Better Than Life
Sunday, December 13, 2009I've been reading through the Psalms and have been finding great strength, hope and comfort from them. However, a couple of nights ago I came across one that has been giving me fits ever since I read it. Here it is:
Psalm 63:3 (New International Version)
3 Because your love is better than life,
my lips will glorify you.
You may wonder what my problem is with this verse... afterall, I've read it countless times and its even in the lyrics of many songs. Every time I have read this verse in the past or called it to mind, it has been during a tough time in my life. Its always been a comforting reminder to know that my God's love is so much better than this sometimes messed-up, difficult, painful life we live. Because God's love is better than our pain, we will sing his praises.
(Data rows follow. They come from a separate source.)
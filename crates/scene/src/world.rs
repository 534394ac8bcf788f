use crate::components::{Drawable3D, GeoAnchor, Light, Transform};
use crate::entity::EntityId;
use foundation::arena::Arena;
use foundation::bounds::Aabb3;
use foundation::math::Mat4;

#[derive(Debug, Copy, Clone, PartialEq)]
pub enum NodeKind {
    Group,
    /// Group anchored to a geographic coordinate; wraps exactly one object.
    GeoGroup,
    Mesh(Drawable3D),
    Light(Light),
}

#[derive(Debug, Clone, PartialEq)]
pub struct Node {
    pub kind: NodeKind,
    pub parent: Option<EntityId>,
    pub children: Vec<EntityId>,
    pub transform: Transform,
    /// Manually driven local matrix. Takes precedence over `transform`.
    pub matrix: Option<Mat4>,
    pub visible: bool,
    pub anchor: GeoAnchor,
}

impl Node {
    fn new(kind: NodeKind) -> Self {
        Self {
            kind,
            parent: None,
            children: Vec::new(),
            transform: Transform::identity(),
            matrix: None,
            visible: true,
            anchor: GeoAnchor::default(),
        }
    }

    pub fn local_matrix(&self) -> Mat4 {
        self.matrix.unwrap_or_else(|| self.transform.matrix())
    }
}

/// Scene graph rooted at a single group.
///
/// Nodes are created detached and become part of the rendered scene once they
/// are parented (directly or transitively) under [`World::root`].
#[derive(Debug, Clone)]
pub struct World {
    nodes: Arena<Node>,
    root: EntityId,
}

impl Default for World {
    fn default() -> Self {
        Self::new()
    }
}

impl World {
    pub fn new() -> Self {
        let mut nodes = Arena::new();
        let root = EntityId(nodes.insert(Node::new(NodeKind::Group)));
        Self { nodes, root }
    }

    pub fn root(&self) -> EntityId {
        self.root
    }

    /// Number of live nodes, root included.
    pub fn len(&self) -> usize {
        self.nodes.len()
    }

    pub fn is_empty(&self) -> bool {
        self.nodes.len() <= 1
    }

    pub fn spawn(&mut self, kind: NodeKind) -> EntityId {
        EntityId(self.nodes.insert(Node::new(kind)))
    }

    pub fn spawn_group(&mut self) -> EntityId {
        self.spawn(NodeKind::Group)
    }

    pub fn spawn_geo_group(&mut self) -> EntityId {
        self.spawn(NodeKind::GeoGroup)
    }

    pub fn spawn_mesh(&mut self, drawable: Drawable3D) -> EntityId {
        self.spawn(NodeKind::Mesh(drawable))
    }

    pub fn spawn_light(&mut self, light: Light) -> EntityId {
        self.spawn(NodeKind::Light(light))
    }

    pub fn contains(&self, entity: EntityId) -> bool {
        self.nodes.contains(entity.0)
    }

    pub fn node(&self, entity: EntityId) -> Option<&Node> {
        self.nodes.get(entity.0)
    }

    fn node_mut(&mut self, entity: EntityId) -> Option<&mut Node> {
        self.nodes.get_mut(entity.0)
    }

    pub fn kind(&self, entity: EntityId) -> Option<NodeKind> {
        self.node(entity).map(|n| n.kind)
    }

    pub fn parent(&self, entity: EntityId) -> Option<EntityId> {
        self.node(entity).and_then(|n| n.parent)
    }

    pub fn children(&self, entity: EntityId) -> &[EntityId] {
        self.node(entity).map(|n| n.children.as_slice()).unwrap_or(&[])
    }

    pub fn is_geo_group(&self, entity: EntityId) -> bool {
        matches!(self.kind(entity), Some(NodeKind::GeoGroup))
    }

    pub fn is_mesh(&self, entity: EntityId) -> bool {
        matches!(self.kind(entity), Some(NodeKind::Mesh(_)))
    }

    /// Returns `true` if `ancestor` is `entity` or one of its ancestors.
    pub fn is_ancestor(&self, ancestor: EntityId, entity: EntityId) -> bool {
        let mut cursor = Some(entity);
        while let Some(e) = cursor {
            if e == ancestor {
                return true;
            }
            cursor = self.parent(e);
        }
        false
    }

    /// Returns `true` if the node is reachable from the root.
    pub fn is_attached(&self, entity: EntityId) -> bool {
        self.contains(entity) && self.is_ancestor(self.root, entity)
    }

    /// Moves `child` under `parent`, detaching it from its previous parent.
    ///
    /// Returns `false` (and changes nothing) for unknown ids, for the root as a
    /// child, and for moves that would create a cycle.
    pub fn add_child(&mut self, parent: EntityId, child: EntityId) -> bool {
        if !self.contains(parent) || !self.contains(child) || child == self.root {
            return false;
        }
        if self.is_ancestor(child, parent) {
            return false;
        }

        self.detach(child);
        if let Some(node) = self.node_mut(child) {
            node.parent = Some(parent);
        }
        if let Some(node) = self.node_mut(parent) {
            node.children.push(child);
        }
        true
    }

    /// Unlinks `child` from its parent. The node and its subtree stay alive.
    pub fn detach(&mut self, child: EntityId) {
        let Some(parent) = self.parent(child) else {
            return;
        };
        if let Some(node) = self.node_mut(parent) {
            node.children.retain(|c| *c != child);
        }
        if let Some(node) = self.node_mut(child) {
            node.parent = None;
        }
    }

    /// Removes a node and its whole subtree. Returns the removed ids in
    /// depth-first order. The root cannot be despawned.
    pub fn despawn(&mut self, entity: EntityId) -> Vec<EntityId> {
        if entity == self.root || !self.contains(entity) {
            return Vec::new();
        }
        self.detach(entity);

        let mut removed = Vec::new();
        let mut stack = vec![entity];
        while let Some(e) = stack.pop() {
            if let Some(node) = self.nodes.remove(e.0) {
                stack.extend(node.children.iter().rev().copied());
                removed.push(e);
            }
        }
        removed
    }

    /// `entity` and all of its descendants, depth-first.
    pub fn subtree(&self, entity: EntityId) -> Vec<EntityId> {
        let mut out = Vec::new();
        let mut stack = vec![entity];
        while let Some(e) = stack.pop() {
            if let Some(node) = self.node(e) {
                out.push(e);
                stack.extend(node.children.iter().rev().copied());
            }
        }
        out
    }

    /// Despawns every child of `entity`, keeping `entity` itself.
    pub fn despawn_children(&mut self, entity: EntityId) -> Vec<EntityId> {
        let children = self.children(entity).to_vec();
        let mut removed = Vec::new();
        for child in children {
            removed.extend(self.despawn(child));
        }
        removed
    }

    pub fn transform(&self, entity: EntityId) -> Option<Transform> {
        self.node(entity).map(|n| n.transform)
    }

    pub fn set_transform(&mut self, entity: EntityId, transform: Transform) {
        if let Some(node) = self.node_mut(entity) {
            node.transform = transform;
        }
    }

    /// Drives the node's local matrix directly (`None` returns control to its
    /// `Transform`).
    pub fn set_local_matrix(&mut self, entity: EntityId, matrix: Option<Mat4>) {
        if let Some(node) = self.node_mut(entity) {
            node.matrix = matrix;
        }
    }

    pub fn set_visible(&mut self, entity: EntityId, visible: bool) {
        if let Some(node) = self.node_mut(entity) {
            node.visible = visible;
        }
    }

    /// Visible when the node and every ancestor are visible.
    pub fn is_visible(&self, entity: EntityId) -> bool {
        let mut cursor = Some(entity);
        while let Some(e) = cursor {
            match self.node(e) {
                Some(node) if node.visible => cursor = node.parent,
                _ => return false,
            }
        }
        true
    }

    pub fn anchor(&self, entity: EntityId) -> Option<GeoAnchor> {
        self.node(entity).map(|n| n.anchor)
    }

    pub fn anchor_mut(&mut self, entity: EntityId) -> Option<&mut GeoAnchor> {
        self.node_mut(entity).map(|n| &mut n.anchor)
    }

    /// Composed local matrices from the top-most ancestor down to `entity`.
    pub fn world_matrix(&self, entity: EntityId) -> Option<Mat4> {
        let mut m = self.node(entity)?.local_matrix();
        let mut cursor = self.parent(entity);
        while let Some(e) = cursor {
            let node = self.node(e)?;
            m = node.local_matrix() * m;
            cursor = node.parent;
        }
        Some(m)
    }

    /// World-space bounds of a mesh node.
    pub fn world_bounds(&self, entity: EntityId) -> Option<Aabb3> {
        let NodeKind::Mesh(drawable) = self.kind(entity)? else {
            return None;
        };
        let m = self.world_matrix(entity)?;
        Some(drawable.local_bounds().transformed(&m))
    }

    /// Visible meshes reachable from the root, in depth-first order.
    pub fn meshes(&self) -> Vec<(EntityId, Mat4, Drawable3D)> {
        let mut out = Vec::new();
        self.walk_visible(self.root, Mat4::IDENTITY, &mut |entity, m, kind| {
            if let NodeKind::Mesh(drawable) = kind {
                out.push((entity, m, drawable));
            }
        });
        out
    }

    /// Visible lights reachable from the root, in depth-first order.
    pub fn lights(&self) -> Vec<(EntityId, Mat4, Light)> {
        let mut out = Vec::new();
        self.walk_visible(self.root, Mat4::IDENTITY, &mut |entity, m, kind| {
            if let NodeKind::Light(light) = kind {
                out.push((entity, m, light));
            }
        });
        out
    }

    fn walk_visible<F>(&self, entity: EntityId, parent: Mat4, visit: &mut F)
    where
        F: FnMut(EntityId, Mat4, NodeKind),
    {
        let Some(node) = self.node(entity) else {
            return;
        };
        if !node.visible {
            return;
        }
        let m = parent * node.local_matrix();
        visit(entity, m, node.kind);
        for child in &node.children {
            self.walk_visible(*child, m, visit);
        }
    }
}
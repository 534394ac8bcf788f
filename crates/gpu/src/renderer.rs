use foundation::math::Mat4;
use scene::components::{Light, Shape3D};
use scene::entity::EntityId;
use scene::world::World;
use tracing::debug;

use crate::camera::PerspectiveCamera;

#[derive(Debug, Copy, Clone, PartialEq)]
pub enum RenderCommand {
    DrawMesh {
        entity: EntityId,
        model: Mat4,
        shape: Shape3D,
    },
    Light {
        entity: EntityId,
        model: Mat4,
        light: Light,
    },
}

/// Everything a backend needs to draw one frame.
#[derive(Debug, Clone, PartialEq)]
pub struct RenderFrame {
    pub view: Mat4,
    pub projection: Mat4,
    pub commands: Vec<RenderCommand>,
}

impl RenderFrame {
    pub fn mesh_count(&self) -> usize {
        self.commands
            .iter()
            .filter(|c| matches!(c, RenderCommand::DrawMesh { .. }))
            .count()
    }
}

/// The rasterizer behind the overlay (a WebGL/wgpu renderer in practice).
pub trait RenderBackend {
    fn resize(&mut self, width: u32, height: u32);
    fn render(&mut self, frame: &RenderFrame);
}

pub struct Renderer;

impl Renderer {
    /// Extracts draw commands for every visible node reachable from the root.
    /// Lights come first so a backend can bind them before drawing meshes.
    pub fn collect(world: &World, camera: &PerspectiveCamera) -> RenderFrame {
        let mut commands = Vec::new();
        for (entity, model, light) in world.lights() {
            commands.push(RenderCommand::Light {
                entity,
                model,
                light,
            });
        }
        for (entity, model, drawable) in world.meshes() {
            commands.push(RenderCommand::DrawMesh {
                entity,
                model,
                shape: drawable.shape,
            });
        }
        RenderFrame {
            view: camera.view(),
            projection: camera.projection,
            commands,
        }
    }
}

/// Backend that draws nothing and keeps counters, for headless runs.
#[derive(Debug, Default, Clone, PartialEq)]
pub struct HeadlessBackend {
    pub width: u32,
    pub height: u32,
    pub frames_rendered: u64,
    pub last_frame: Option<RenderFrame>,
}

impl HeadlessBackend {
    pub fn new() -> Self {
        Self::default()
    }
}

impl RenderBackend for HeadlessBackend {
    fn resize(&mut self, width: u32, height: u32) {
        debug!(width, height, "headless backend resized");
        self.width = width;
        self.height = height;
    }

    fn render(&mut self, frame: &RenderFrame) {
        self.frames_rendered += 1;
        self.last_frame = Some(frame.clone());
    }
}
However, in light of our current trial, I am really having a hard time with this verse-- just being honest here. I'm reading this verse from a completely different perspective. You see, there is nothing that I would love more right now than for my little girl to have life. I desperately want to hold her as she breathes in her first breaths of life, lay her on my chest and feel her body move ever-so slightly as she sustains that life, and put my ear on her tiny chest and listen to the rhythm of her heart beating. Right now, in my human brain, there can be no better thing than life for my little girl.
But this verse is telling me differently. This verse means that God's love is EVEN BETTER than Whitney ever taking a breath, ever crying a tear, or ever falling asleep in my arms. This tells me that yes, God's love is better than all my pain and all the sorrow that this life brings, but it also means that God's love is even better than the best thing that I can imagine at this moment. And that's hard for me.
Please don't think for a second that I am losing my faith or becoming bitter at God because I'm not. Of course I know in my head that His love truly IS better than anything. I know that, I feel that, I believe that. I know that God is not causing any of this to happen, and that our trials do not change the fact that God is good all the time. But the thought of losing Whitney adds a whole new dimension to my understanding of God's love. His love is ... deeper... stronger... better... and far more intimate and personal than I have ever imagined before and because of that, I can praise Him thru our storm. I also have my dear daughter to thank for helping me to see the true greatness of our God's amazing, unfailing, never-changing love. And that is knowledge that will live with me forever.